*Try it*
Keeping every word intact, reproduce all of the records.

*Data*
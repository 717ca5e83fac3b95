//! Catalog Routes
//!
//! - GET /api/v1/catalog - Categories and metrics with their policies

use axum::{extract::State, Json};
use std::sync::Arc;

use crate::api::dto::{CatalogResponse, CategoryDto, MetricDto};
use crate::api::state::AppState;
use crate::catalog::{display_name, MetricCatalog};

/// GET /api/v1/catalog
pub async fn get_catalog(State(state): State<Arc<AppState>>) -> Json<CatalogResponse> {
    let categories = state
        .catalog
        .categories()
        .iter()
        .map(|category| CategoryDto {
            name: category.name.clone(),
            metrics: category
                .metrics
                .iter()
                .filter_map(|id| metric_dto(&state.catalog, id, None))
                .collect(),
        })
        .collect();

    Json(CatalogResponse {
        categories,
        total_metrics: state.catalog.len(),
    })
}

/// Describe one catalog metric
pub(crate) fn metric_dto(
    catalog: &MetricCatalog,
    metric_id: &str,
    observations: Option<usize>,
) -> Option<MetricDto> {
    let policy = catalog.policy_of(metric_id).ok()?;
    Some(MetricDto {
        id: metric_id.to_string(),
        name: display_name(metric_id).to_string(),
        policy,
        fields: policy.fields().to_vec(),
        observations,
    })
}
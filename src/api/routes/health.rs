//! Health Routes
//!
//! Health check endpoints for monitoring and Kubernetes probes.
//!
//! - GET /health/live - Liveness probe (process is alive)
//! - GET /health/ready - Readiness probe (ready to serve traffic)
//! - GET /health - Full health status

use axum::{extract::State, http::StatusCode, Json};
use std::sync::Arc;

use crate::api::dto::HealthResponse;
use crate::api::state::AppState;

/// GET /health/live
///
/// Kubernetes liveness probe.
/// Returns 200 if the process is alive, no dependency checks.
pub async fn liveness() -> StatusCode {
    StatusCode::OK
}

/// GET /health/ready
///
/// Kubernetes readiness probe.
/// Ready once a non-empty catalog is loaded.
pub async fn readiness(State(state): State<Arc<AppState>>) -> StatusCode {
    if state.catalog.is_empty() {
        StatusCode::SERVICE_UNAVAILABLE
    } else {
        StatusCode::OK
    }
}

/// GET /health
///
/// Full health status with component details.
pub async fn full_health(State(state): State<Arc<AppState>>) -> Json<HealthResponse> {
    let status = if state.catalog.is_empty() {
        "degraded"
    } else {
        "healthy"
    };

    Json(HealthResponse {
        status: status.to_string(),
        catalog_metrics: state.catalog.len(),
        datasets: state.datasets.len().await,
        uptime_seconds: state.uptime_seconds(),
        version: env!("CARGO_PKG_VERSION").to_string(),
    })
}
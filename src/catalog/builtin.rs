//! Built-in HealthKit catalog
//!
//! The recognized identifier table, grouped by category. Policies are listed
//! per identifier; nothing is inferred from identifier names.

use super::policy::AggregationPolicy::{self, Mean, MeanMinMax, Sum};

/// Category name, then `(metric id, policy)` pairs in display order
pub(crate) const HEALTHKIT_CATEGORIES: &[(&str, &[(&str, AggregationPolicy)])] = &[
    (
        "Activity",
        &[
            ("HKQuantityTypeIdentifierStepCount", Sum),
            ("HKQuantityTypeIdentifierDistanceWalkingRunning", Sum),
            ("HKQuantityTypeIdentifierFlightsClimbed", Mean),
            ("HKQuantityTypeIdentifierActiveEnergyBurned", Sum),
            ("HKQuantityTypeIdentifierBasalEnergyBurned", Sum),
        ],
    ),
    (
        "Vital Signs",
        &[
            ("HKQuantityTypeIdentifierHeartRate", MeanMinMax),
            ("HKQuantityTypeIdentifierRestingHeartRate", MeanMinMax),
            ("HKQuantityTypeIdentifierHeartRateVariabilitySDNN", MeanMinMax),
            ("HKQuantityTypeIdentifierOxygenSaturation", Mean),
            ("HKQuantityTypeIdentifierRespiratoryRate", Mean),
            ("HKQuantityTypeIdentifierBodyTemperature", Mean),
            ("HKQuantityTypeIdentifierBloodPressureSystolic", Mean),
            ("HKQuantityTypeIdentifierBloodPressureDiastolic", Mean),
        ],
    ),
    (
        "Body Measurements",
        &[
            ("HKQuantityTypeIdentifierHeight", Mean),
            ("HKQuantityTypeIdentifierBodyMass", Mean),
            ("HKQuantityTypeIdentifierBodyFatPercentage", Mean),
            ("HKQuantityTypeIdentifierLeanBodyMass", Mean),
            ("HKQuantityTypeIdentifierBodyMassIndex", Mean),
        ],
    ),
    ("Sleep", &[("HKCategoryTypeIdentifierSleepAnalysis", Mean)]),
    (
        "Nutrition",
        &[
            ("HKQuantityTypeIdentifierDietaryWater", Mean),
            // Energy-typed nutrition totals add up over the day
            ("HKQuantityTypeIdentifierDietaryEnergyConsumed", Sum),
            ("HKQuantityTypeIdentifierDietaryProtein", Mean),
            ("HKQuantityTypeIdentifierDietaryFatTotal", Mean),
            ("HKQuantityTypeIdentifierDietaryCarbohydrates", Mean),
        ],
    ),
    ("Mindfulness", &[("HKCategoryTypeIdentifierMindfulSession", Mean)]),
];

*Exercise answer*
repository 717ca5e83fac3b95
//! Catalog Routes
//!
//! - GET /api/v1/catalog - Categories and metrics with their policies

use axum::{extract::State, Json};
use std::sync::Arc;

use crate::api::dto::{CatalogResponse, CategoryDto, MetricDto};
use crate::api::state::AppState;
use crate::catalog::{display_name, MetricCatalog};

/// GET /api/v1/catalog
pub async fn get_catalog(State(state): State<Arc<AppState>>) -> Json<CatalogResponse> {
    let categories = state
        .catalog
        .categories()
        .iter()
        .map(|category| CategoryDto {
            name: category.name.clone(),
            metrics: category
                .metrics
                .iter()
                .filter_map(|id| metric_dto(&state.catalog, id, None))
                .collect(),
        })
        .collect();

    Json(CatalogResponse {
        categories,
        total_metrics: state.catalog.len(),
    })
}

/// Describe one catalog metric
pub(crate) fn metric_dto(
    catalog: &MetricCatalog,
    metric_id: &str,
    observations: Option<usize>,
) -> Option<MetricDto> {
    let policy = catalog.policy_of(metric_id).ok()?;
    Some(MetricDto {
        id: metric_id.to_string(),
        name: display_name(metric_id).to_string(),
        policy,
        fields: policy.fields().to_vec(),
        observations,
    })
}
filename src/api/routes/health.rs
//! Health Routes
//!
//! Health check endpoints for monitoring and Kubernetes probes.
//!
//! - GET /health/live - Liveness probe (process is alive)
//! - GET /health/ready - Readiness probe (ready to serve traffic)
//! - GET /health - Full health status

use axum::{extract::State, http::StatusCode, Json};
use std::sync::Arc;

use crate::api::dto::HealthResponse;
use crate::api::state::AppState;

/// GET /health/live
///
/// Kubernetes liveness probe.
/// Returns 200 if the process is alive, no dependency checks.
pub async fn liveness() -> StatusCode {
    StatusCode::OK
}

/// GET /health/ready
///
/// Kubernetes readiness probe.
/// Ready once a non-empty catalog is loaded.
pub async fn readiness(State(state): State<Arc<AppState>>) -> StatusCode {
    if state.catalog.is_empty() {
        StatusCode::SERVICE_UNAVAILABLE
    } else {
        StatusCode::OK
    }
}

/// GET /health
///
/// Full health status with component details.
pub async fn full_health(State(state): State<Arc<AppState>>) -> Json<HealthResponse> {
    let status = if state.catalog.is_empty() {
        "degraded"
    } else {
        "healthy"
    };

    Json(HealthResponse {
        status: status.to_string(),
        catalog_metrics: state.catalog.len(),
        datasets: state.datasets.len().await,
        uptime_seconds: state.uptime_seconds(),
        version: env!("CARGO_PKG_VERSION").to_string(),
    })
}
filename src/catalog/builtin.rs
//! Built-in HealthKit catalog
//!
//! The recognized identifier table, grouped by category. Policies are listed
//! per identifier; nothing is inferred from identifier names.

use super::policy::AggregationPolicy::{self, Mean, MeanMinMax, Sum};

/// Category name, then `(metric id, policy)` pairs in display order
pub(crate) const HEALTHKIT_CATEGORIES: &[(&str, &[(&str, AggregationPolicy)])] = &[
    (
        "Activity",
        &[
            ("HKQuantityTypeIdentifierStepCount", Sum),
            ("HKQuantityTypeIdentifierDistanceWalkingRunning", Sum),
            ("HKQuantityTypeIdentifierFlightsClimbed", Mean),
            ("HKQuantityTypeIdentifierActiveEnergyBurned", Sum),
            ("HKQuantityTypeIdentifierBasalEnergyBurned", Sum),
        ],
    ),
    (
        "Vital Signs",
        &[
            ("HKQuantityTypeIdentifierHeartRate", MeanMinMax),
            ("HKQuantityTypeIdentifierRestingHeartRate", MeanMinMax),
            ("HKQuantityTypeIdentifierHeartRateVariabilitySDNN", MeanMinMax),
            ("HKQuantityTypeIdentifierOxygenSaturation", Mean),
            ("HKQuantityTypeIdentifierRespiratoryRate", Mean),
            ("HKQuantityTypeIdentifierBodyTemperature", Mean),
            ("HKQuantityTypeIdentifierBloodPressureSystolic", Mean),
            ("HKQuantityTypeIdentifierBloodPressureDiastolic", Mean),
        ],
    ),
    (
        "Body Measurements",
        &[
            ("HKQuantityTypeIdentifierHeight", Mean),
            ("HKQuantityTypeIdentifierBodyMass", Mean),
            ("HKQuantityTypeIdentifierBodyFatPercentage", Mean),
            ("HKQuantityTypeIdentifierLeanBodyMass", Mean),
            ("HKQuantityTypeIdentifierBodyMassIndex", Mean),
        ],
    ),
    ("Sleep", &[("HKCategoryTypeIdentifierSleepAnalysis", Mean)]),
    (
        "Nutrition",
        &[
            ("HKQuantityTypeIdentifierDietaryWater", Mean),
            // Energy-typed nutrition totals add up over the day
            ("HKQuantityTypeIdentifierDietaryEnergyConsumed", Sum),
            ("HKQuantityTypeIdentifierDietaryProtein", Mean),
            ("HKQuantityTypeIdentifierDietaryFatTotal", Mean),
            ("HKQuantityTypeIdentifierDietaryCarbohydrates", Mean),
        ],
    ),
    ("Mindfulness", &[("HKCategoryTypeIdentifierMindfulSession", Mean)]),
];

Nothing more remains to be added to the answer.